What you have to do
For each line below that holds the word "task", make a copy.

Available records
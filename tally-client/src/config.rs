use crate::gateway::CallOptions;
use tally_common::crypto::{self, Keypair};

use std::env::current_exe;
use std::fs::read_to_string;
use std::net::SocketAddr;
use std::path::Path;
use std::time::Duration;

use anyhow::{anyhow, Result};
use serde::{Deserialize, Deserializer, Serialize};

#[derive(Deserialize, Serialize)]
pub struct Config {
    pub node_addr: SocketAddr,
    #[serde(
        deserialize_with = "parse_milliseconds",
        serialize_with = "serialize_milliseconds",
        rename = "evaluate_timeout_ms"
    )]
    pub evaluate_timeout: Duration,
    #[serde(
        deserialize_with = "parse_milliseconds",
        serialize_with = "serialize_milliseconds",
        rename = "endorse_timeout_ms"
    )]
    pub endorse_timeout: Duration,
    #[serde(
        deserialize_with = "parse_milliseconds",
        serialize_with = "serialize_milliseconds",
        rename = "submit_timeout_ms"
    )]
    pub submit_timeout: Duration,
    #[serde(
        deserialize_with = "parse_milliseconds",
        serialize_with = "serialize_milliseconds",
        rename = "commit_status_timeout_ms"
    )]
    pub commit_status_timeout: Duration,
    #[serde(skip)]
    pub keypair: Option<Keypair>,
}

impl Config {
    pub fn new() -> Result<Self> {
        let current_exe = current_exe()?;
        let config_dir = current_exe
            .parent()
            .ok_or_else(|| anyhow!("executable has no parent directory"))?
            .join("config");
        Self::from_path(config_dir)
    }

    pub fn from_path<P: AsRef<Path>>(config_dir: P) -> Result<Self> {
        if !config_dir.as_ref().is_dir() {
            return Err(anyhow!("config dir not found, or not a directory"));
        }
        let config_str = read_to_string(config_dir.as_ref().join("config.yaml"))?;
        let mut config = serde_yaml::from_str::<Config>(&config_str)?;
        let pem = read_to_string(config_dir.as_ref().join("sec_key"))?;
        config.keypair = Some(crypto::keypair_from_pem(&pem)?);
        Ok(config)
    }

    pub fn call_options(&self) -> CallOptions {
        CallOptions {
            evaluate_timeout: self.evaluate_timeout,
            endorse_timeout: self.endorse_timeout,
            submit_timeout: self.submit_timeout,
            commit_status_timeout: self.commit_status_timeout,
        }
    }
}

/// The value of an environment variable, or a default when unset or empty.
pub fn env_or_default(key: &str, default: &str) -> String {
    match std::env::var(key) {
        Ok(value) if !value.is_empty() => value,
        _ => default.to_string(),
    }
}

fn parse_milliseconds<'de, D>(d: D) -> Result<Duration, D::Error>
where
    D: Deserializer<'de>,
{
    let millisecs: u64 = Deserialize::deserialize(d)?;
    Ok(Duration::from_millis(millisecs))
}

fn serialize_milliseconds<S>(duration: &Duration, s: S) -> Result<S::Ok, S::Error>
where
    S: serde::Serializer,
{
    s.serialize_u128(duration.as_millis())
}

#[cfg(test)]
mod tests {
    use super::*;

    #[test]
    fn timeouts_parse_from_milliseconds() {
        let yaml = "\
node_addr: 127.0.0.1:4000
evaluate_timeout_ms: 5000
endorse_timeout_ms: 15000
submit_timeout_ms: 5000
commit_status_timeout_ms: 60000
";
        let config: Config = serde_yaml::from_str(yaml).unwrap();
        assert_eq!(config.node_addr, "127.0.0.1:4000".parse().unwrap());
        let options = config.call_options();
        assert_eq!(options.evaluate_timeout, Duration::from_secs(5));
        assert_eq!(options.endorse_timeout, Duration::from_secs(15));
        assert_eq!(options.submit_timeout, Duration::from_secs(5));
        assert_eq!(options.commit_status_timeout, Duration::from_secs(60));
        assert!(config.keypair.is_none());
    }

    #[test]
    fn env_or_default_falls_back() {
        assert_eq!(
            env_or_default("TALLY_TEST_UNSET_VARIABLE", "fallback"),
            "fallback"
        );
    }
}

--

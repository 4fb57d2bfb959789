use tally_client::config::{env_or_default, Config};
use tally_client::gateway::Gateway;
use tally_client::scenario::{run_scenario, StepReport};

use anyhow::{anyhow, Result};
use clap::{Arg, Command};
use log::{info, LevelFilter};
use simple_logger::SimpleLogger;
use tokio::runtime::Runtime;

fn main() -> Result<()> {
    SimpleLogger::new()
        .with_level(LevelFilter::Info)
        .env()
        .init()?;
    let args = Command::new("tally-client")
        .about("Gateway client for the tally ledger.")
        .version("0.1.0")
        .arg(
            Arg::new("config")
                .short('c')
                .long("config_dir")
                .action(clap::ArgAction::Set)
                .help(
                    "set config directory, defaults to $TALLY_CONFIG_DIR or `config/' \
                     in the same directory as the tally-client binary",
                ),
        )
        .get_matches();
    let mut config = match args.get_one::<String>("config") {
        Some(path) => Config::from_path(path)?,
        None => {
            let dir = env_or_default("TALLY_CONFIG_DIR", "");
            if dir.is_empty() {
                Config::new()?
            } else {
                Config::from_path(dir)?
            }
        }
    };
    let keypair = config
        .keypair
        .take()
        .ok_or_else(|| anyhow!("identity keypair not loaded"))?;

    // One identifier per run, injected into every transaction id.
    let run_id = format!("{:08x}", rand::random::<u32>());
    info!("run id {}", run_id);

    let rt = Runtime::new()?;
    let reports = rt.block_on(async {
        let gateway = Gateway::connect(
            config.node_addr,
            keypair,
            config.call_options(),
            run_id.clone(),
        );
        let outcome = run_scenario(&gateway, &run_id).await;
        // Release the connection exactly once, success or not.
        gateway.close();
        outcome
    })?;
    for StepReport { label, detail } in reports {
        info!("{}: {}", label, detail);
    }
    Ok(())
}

---

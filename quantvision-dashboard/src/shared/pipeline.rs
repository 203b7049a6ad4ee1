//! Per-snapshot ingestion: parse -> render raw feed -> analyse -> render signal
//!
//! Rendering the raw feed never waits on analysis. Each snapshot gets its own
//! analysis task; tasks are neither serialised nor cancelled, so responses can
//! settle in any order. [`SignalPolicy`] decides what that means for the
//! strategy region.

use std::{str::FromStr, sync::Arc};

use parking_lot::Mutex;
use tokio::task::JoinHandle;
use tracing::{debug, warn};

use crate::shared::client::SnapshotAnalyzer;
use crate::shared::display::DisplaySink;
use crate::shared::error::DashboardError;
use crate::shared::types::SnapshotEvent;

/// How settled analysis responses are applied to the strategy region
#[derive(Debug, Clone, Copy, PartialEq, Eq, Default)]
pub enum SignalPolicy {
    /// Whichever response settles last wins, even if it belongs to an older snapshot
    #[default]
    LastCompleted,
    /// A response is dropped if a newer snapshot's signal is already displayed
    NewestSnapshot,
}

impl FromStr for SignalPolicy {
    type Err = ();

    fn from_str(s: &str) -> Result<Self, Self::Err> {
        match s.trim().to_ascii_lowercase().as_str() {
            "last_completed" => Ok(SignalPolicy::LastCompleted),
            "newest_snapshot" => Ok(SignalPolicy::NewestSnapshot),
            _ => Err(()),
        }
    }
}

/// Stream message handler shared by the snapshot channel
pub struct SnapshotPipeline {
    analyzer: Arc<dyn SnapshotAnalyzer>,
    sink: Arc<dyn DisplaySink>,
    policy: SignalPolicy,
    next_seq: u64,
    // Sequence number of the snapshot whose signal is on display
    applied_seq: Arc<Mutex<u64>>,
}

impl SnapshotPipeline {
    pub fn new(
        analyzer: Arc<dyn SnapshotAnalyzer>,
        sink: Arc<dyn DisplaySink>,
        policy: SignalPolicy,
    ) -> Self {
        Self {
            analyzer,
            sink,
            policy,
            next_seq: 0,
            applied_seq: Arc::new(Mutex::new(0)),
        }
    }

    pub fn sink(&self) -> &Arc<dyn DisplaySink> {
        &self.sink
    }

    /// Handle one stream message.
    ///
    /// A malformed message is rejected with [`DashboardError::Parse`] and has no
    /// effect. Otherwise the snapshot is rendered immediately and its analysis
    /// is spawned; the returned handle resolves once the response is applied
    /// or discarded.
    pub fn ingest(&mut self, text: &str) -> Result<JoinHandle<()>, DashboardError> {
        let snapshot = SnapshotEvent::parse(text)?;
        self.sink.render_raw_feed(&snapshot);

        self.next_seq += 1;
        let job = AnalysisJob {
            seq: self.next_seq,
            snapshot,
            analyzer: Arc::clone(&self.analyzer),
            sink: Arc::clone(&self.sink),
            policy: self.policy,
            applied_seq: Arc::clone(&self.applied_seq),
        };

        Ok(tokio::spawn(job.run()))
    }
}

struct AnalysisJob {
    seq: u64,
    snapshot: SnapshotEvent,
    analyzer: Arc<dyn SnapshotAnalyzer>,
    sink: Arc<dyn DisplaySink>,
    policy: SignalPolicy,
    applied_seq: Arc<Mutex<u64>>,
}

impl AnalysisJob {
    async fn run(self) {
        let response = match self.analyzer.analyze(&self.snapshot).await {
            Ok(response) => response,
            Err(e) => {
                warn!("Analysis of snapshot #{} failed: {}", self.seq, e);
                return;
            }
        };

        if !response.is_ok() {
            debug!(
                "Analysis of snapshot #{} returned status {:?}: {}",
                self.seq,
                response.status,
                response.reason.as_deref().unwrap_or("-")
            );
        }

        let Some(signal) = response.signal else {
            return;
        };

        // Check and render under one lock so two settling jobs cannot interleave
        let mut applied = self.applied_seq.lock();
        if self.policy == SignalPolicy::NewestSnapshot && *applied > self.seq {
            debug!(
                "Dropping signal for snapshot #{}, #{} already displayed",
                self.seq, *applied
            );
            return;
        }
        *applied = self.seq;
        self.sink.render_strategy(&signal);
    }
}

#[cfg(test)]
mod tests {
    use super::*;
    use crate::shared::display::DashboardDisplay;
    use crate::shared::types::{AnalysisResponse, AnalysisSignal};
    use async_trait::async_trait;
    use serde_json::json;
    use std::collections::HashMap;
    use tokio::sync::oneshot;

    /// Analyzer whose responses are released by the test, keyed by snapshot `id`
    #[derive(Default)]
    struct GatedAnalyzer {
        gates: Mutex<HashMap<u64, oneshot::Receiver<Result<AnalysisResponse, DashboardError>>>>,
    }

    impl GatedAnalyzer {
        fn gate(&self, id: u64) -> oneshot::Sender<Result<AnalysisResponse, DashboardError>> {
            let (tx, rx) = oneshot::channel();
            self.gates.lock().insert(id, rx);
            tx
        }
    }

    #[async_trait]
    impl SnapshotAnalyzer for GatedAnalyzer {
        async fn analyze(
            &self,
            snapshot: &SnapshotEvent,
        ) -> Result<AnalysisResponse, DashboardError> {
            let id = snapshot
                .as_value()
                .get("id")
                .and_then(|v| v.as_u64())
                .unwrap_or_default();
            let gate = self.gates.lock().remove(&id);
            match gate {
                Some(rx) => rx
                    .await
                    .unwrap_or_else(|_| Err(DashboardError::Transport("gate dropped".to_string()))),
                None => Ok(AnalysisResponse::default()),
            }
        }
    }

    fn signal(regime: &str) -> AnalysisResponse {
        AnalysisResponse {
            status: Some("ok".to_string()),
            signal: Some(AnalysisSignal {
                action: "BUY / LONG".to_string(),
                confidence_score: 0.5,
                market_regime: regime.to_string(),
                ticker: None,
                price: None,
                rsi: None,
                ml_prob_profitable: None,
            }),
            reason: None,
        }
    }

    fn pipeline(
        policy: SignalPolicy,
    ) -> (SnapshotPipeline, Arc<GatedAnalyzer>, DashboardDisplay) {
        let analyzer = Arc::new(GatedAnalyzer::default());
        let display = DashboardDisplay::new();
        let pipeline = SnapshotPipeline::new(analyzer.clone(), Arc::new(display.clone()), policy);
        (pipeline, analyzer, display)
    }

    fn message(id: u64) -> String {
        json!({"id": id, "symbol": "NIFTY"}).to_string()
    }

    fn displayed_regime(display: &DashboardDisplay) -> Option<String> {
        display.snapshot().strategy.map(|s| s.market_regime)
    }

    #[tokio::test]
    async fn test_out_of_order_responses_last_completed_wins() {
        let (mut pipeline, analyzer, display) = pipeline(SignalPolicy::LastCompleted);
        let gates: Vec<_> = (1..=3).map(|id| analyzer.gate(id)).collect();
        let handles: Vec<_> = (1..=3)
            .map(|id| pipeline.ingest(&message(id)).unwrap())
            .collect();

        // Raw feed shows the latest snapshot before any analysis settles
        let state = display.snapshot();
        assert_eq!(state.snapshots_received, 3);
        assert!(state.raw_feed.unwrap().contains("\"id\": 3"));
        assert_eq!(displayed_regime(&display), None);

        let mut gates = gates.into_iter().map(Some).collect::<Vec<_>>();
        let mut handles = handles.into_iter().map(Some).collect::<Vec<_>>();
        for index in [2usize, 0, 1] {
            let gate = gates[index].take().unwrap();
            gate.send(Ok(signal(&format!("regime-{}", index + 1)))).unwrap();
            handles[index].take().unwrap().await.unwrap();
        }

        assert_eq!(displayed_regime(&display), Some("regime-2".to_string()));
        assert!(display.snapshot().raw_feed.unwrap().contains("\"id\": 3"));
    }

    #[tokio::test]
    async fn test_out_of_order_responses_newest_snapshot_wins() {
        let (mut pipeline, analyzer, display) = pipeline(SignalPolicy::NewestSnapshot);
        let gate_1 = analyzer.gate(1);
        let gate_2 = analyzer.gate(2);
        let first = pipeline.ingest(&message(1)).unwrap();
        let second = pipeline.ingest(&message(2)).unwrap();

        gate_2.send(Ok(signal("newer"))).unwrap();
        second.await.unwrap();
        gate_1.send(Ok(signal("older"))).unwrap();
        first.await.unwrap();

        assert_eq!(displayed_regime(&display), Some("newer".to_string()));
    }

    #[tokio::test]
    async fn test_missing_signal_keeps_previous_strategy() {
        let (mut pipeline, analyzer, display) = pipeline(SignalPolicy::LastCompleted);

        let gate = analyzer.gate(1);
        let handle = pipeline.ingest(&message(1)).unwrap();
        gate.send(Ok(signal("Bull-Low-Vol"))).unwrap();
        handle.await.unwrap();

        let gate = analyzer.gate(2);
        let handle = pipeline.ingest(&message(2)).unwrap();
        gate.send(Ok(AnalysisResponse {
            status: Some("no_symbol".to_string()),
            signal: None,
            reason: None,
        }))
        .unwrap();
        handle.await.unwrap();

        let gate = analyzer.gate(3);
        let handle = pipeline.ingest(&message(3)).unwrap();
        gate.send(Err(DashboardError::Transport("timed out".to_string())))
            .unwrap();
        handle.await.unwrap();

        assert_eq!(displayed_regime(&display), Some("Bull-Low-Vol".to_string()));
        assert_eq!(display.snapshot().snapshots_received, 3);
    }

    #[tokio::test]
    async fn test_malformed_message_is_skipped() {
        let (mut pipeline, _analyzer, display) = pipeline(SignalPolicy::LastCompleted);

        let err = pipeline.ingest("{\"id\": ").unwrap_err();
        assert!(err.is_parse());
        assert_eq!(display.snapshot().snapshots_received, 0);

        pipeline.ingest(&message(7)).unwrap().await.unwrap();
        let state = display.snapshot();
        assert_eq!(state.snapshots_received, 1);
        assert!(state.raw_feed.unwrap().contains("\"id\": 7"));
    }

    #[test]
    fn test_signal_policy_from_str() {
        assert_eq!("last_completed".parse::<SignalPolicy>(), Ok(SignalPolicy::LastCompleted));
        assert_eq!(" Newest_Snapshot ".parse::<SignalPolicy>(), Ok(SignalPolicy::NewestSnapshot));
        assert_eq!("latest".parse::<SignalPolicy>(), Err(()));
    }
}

Result of the exercise
//! analysis task; tasks are neither serialised nor cancelled, so responses can
use tokio::task::JoinHandle;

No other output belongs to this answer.